Select from the records below every line that has the word "bytes" in it.

■ Record excerpts:
++++

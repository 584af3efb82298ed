use thiserror::Error;

#[derive(Error, Debug)]
pub enum VtkError {
    #[error("I/O error: {0}")]
    Io(#[from] std::io::Error),

    #[error("process error: {0}")]
    Spawn(String),

    #[error("parse error: {0}")]
    Parse(String),

    #[error("terminal state error: {0}")]
    State(String),

    #[error("configuration error: {0}")]
    Config(String),

    #[error("widget error: {0}")]
    Widget(String),
}

pub type Result<T> = std::result::Result<T, VtkError>;
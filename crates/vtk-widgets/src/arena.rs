//! Widgets live in a flat arena indexed by `WidgetId` rather than in an
//! owned tree, so a window can reference its owner (the desktop) and vice
//! versa without Rust fighting a cyclic ownership graph.

#[derive(Debug, Clone, Copy, PartialEq, Eq, Hash)]
pub struct WidgetId(u32);

pub struct Arena<T> {
    slots: Vec<Option<T>>,
}

impl<T> Arena<T> {
    pub fn new() -> Self {
        Self { slots: Vec::new() }
    }

    pub fn insert(&mut self, value: T) -> WidgetId {
        self.slots.push(Some(value));
        WidgetId((self.slots.len() - 1) as u32)
    }

    pub fn get(&self, id: WidgetId) -> Option<&T> {
        self.slots.get(id.0 as usize).and_then(|s| s.as_ref())
    }

    pub fn get_mut(&mut self, id: WidgetId) -> Option<&mut T> {
        self.slots.get_mut(id.0 as usize).and_then(|s| s.as_mut())
    }

    pub fn remove(&mut self, id: WidgetId) -> Option<T> {
        self.slots.get_mut(id.0 as usize).and_then(|s| s.take())
    }

    pub fn ids(&self) -> impl Iterator<Item = WidgetId> + '_ {
        self.slots
            .iter()
            .enumerate()
            .filter_map(|(i, s)| s.as_ref().map(|_| WidgetId(i as u32)))
    }

    pub fn iter(&self) -> impl Iterator<Item = (WidgetId, &T)> {
        self.slots
            .iter()
            .enumerate()
            .filter_map(|(i, s)| s.as_ref().map(|v| (WidgetId(i as u32), v)))
    }

    pub fn iter_mut(&mut self) -> impl Iterator<Item = (WidgetId, &mut T)> {
        self.slots
            .iter_mut()
            .enumerate()
            .filter_map(|(i, s)| s.as_mut().map(|v| (WidgetId(i as u32), v)))
    }
}

impl<T> Default for Arena<T> {
    fn default() -> Self {
        Self::new()
    }
}
//! The cursor/charset/attribute subset covered by DECSC/DECRC.

use vtk_common::{CellAttributes, CharacterSet};

#[derive(Debug, Clone, Copy, PartialEq, Eq)]
pub enum GraphicsSlot {
    G0,
    G1,
    G2,
    G3,
}

#[derive(Debug, Clone)]
pub struct SaveableState {
    pub origin_mode: bool,
    pub cursor_x: u16,
    pub cursor_y: u16,
    pub g: [CharacterSet; 4],
    pub gl: GraphicsSlot,
    pub gr: GraphicsSlot,
    pub attrs: CellAttributes,
}

impl Default for SaveableState {
    fn default() -> Self {
        Self {
            origin_mode: false,
            cursor_x: 0,
            cursor_y: 0,
            g: [CharacterSet::UsAscii; 4],
            gl: GraphicsSlot::G0,
            gr: GraphicsSlot::G1,
            attrs: CellAttributes::default(),
        }
    }
}

#[cfg(test)]
mod tests {
    use super::*;

    #[test]
    fn default_matches_power_on_state() {
        let s = SaveableState::default();
        assert!(!s.origin_mode);
        assert_eq!(s.cursor_x, 0);
        assert_eq!(s.cursor_y, 0);
        assert_eq!(s.gl, GraphicsSlot::G0);
    }
}
//! The single-threaded cooperative main loop: one tick reads whatever
//! controlling-terminal input is available, dispatches it, lets every widget
//! do its own non-blocking idle work (a hosted shell pumps its pipe here),
//! and flushes the screen if anything changed. There is no event bus and no
//! spawned task; everything happens inline, tick after tick.

use std::io;
use std::time::Duration;

use tracing::debug;
use vtk_common::{MouseButton, Rect, TInputEvent, VtkError};
use vtk_core::{InputDecoder, RawModeGuard, Screen};

use crate::arena::{Arena, WidgetId};
use crate::theme::Theme;
use crate::widget::Widget;

/// How long a tick sleeps when there was nothing to read, so the loop never
/// spins a core even though it never blocks on the controlling terminal.
const IDLE_TICK: Duration = Duration::from_millis(15);

pub struct Application {
    pub widgets: Arena<Widget>,
    pub screen: Screen,
    pub theme: Theme,
    pub focus: Option<WidgetId>,
    pub z_order: Vec<WidgetId>,
    decoder: InputDecoder,
    _raw_mode: RawModeGuard,
    running: bool,
}

impl Application {
    pub fn new() -> Result<Self, VtkError> {
        let (cols, rows) = vtk_core::termio::query_size();
        let raw_mode = RawModeGuard::acquire()?;
        set_stdin_nonblocking();
        Ok(Self {
            widgets: Arena::new(),
            screen: Screen::new(cols, rows),
            theme: Theme::default(),
            focus: None,
            z_order: Vec::new(),
            decoder: InputDecoder::new(),
            _raw_mode: raw_mode,
            running: true,
        })
    }

    pub fn insert(&mut self, widget: Widget) -> WidgetId {
        let id = self.widgets.insert(widget);
        self.z_order.push(id);
        if self.focus.is_none() {
            if let Some(w) = self.widgets.get(id) {
                if w.focusable {
                    self.focus = Some(id);
                }
            }
        }
        id
    }

    pub fn bring_to_front(&mut self, id: WidgetId) {
        self.z_order.retain(|&w| w != id);
        self.z_order.push(id);
    }

    pub fn quit(&mut self) {
        self.running = false;
    }

    pub fn is_running(&self) -> bool {
        self.running
    }

    /// Run one tick: drain pending input, dispatch it, idle every widget,
    /// flush if the screen is dirty. Returns once there is nothing more to
    /// read this tick, sleeping briefly first if nothing was read at all.
    pub fn tick(&mut self) -> io::Result<()> {
        let mut read_any = false;
        let mut stdin = io::stdin();
        while let Some(ch) = vtk_core::termio::read_utf8_char(&mut stdin)? {
            read_any = true;
            for event in self.decoder.feed(ch) {
                self.dispatch(event);
            }
        }
        if let Some(event) = self.decoder.poll_timeout() {
            self.dispatch(event);
        }

        for id in self.z_order.clone() {
            if let Some(widget) = self.widgets.get_mut(id) {
                widget.on_idle();
            }
        }

        self.draw()?;

        if !read_any {
            std::thread::sleep(IDLE_TICK);
        }
        Ok(())
    }

    fn dispatch(&mut self, event: TInputEvent) {
        match event {
            TInputEvent::Keypress(key) => {
                let is_quit = key.key == vtk_common::Key::Code(vtk_common::KeyCode::F(10));
                if is_quit {
                    self.quit();
                    return;
                }
                if let Some(id) = self.focus {
                    if let Some(widget) = self.widgets.get_mut(id) {
                        if widget.on_key(&key) {
                            return;
                        }
                    }
                }
                self.cycle_focus(key.key == vtk_common::Key::Code(vtk_common::KeyCode::BackTab));
            }
            TInputEvent::MouseDown { button, x, y, .. } => self.route_mouse_down(button, x, y),
            TInputEvent::MouseUp { button, x, y, .. } => self.route_mouse_up(button, x, y),
            TInputEvent::MouseMotion { button, x, y, .. } => self.route_mouse_motion(button, x, y),
        }
    }

    fn cycle_focus(&mut self, backward: bool) {
        let focusable: Vec<WidgetId> = self
            .z_order
            .iter()
            .copied()
            .filter(|&id| self.widgets.get(id).map(|w| w.focusable).unwrap_or(false))
            .collect();
        if focusable.is_empty() {
            return;
        }
        let current = self.focus.and_then(|id| focusable.iter().position(|&w| w == id));
        let next = match current {
            Some(i) if backward => (i + focusable.len() - 1) % focusable.len(),
            Some(i) => (i + 1) % focusable.len(),
            None => 0,
        };
        self.focus = Some(focusable[next]);
    }

    fn route_mouse_down(&mut self, button: MouseButton, x: u16, y: u16) {
        for id in self.z_order.clone().into_iter().rev() {
            if let Some(widget) = self.widgets.get_mut(id) {
                if widget.visible && widget.on_mouse_down(button, x, y) {
                    if widget.focusable {
                        self.focus = Some(id);
                    }
                    self.bring_to_front(id);
                    return;
                }
            }
        }
    }

    fn route_mouse_up(&mut self, button: MouseButton, x: u16, y: u16) {
        for id in self.z_order.clone().into_iter().rev() {
            if let Some(widget) = self.widgets.get_mut(id) {
                if widget.visible && widget.on_mouse_up(button, x, y) {
                    return;
                }
            }
        }
    }

    fn route_mouse_motion(&mut self, button: Option<MouseButton>, x: u16, y: u16) {
        for id in self.z_order.clone().into_iter().rev() {
            if let Some(widget) = self.widgets.get_mut(id) {
                if widget.visible && widget.on_mouse_motion(button, x, y) {
                    return;
                }
            }
        }
    }

    fn draw(&mut self) -> io::Result<()> {
        for id in self.z_order.clone() {
            if let Some(widget) = self.widgets.get(id) {
                let focused = self.focus == Some(id);
                widget.draw(&mut self.screen, &self.theme, focused);
            }
        }
        if self.screen.is_dirty() {
            let bytes = self.screen.flush();
            if !bytes.is_empty() {
                use std::io::Write;
                let mut out = io::stdout();
                out.write_all(&bytes)?;
                out.flush()?;
            }
        }
        Ok(())
    }

    pub fn resize(&mut self, cols: u16, rows: u16) {
        self.screen.resize(cols, rows);
        debug!("resized to {cols}x{rows}");
        if let Some(&desktop) = self.z_order.first() {
            if let Some(widget) = self.widgets.get_mut(desktop) {
                widget.on_resize(Rect::new(0, 0, cols, rows));
            }
        }
    }
}

impl Drop for Application {
    fn drop(&mut self) {
        for id in self.z_order.clone() {
            if let Some(widget) = self.widgets.get_mut(id) {
                widget.on_close();
            }
        }
    }
}

fn set_stdin_nonblocking() {
    #[cfg(unix)]
    {
        use std::os::unix::io::AsRawFd;
        let fd = io::stdin().as_raw_fd();
        unsafe {
            let flags = libc::fcntl(fd, libc::F_GETFL, 0);
            libc::fcntl(fd, libc::F_SETFL, flags | libc::O_NONBLOCK);
        }
    }
}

++++

■ Task response:
            let bytes = self.screen.flush();
            if !bytes.is_empty() {
                out.write_all(&bytes)?;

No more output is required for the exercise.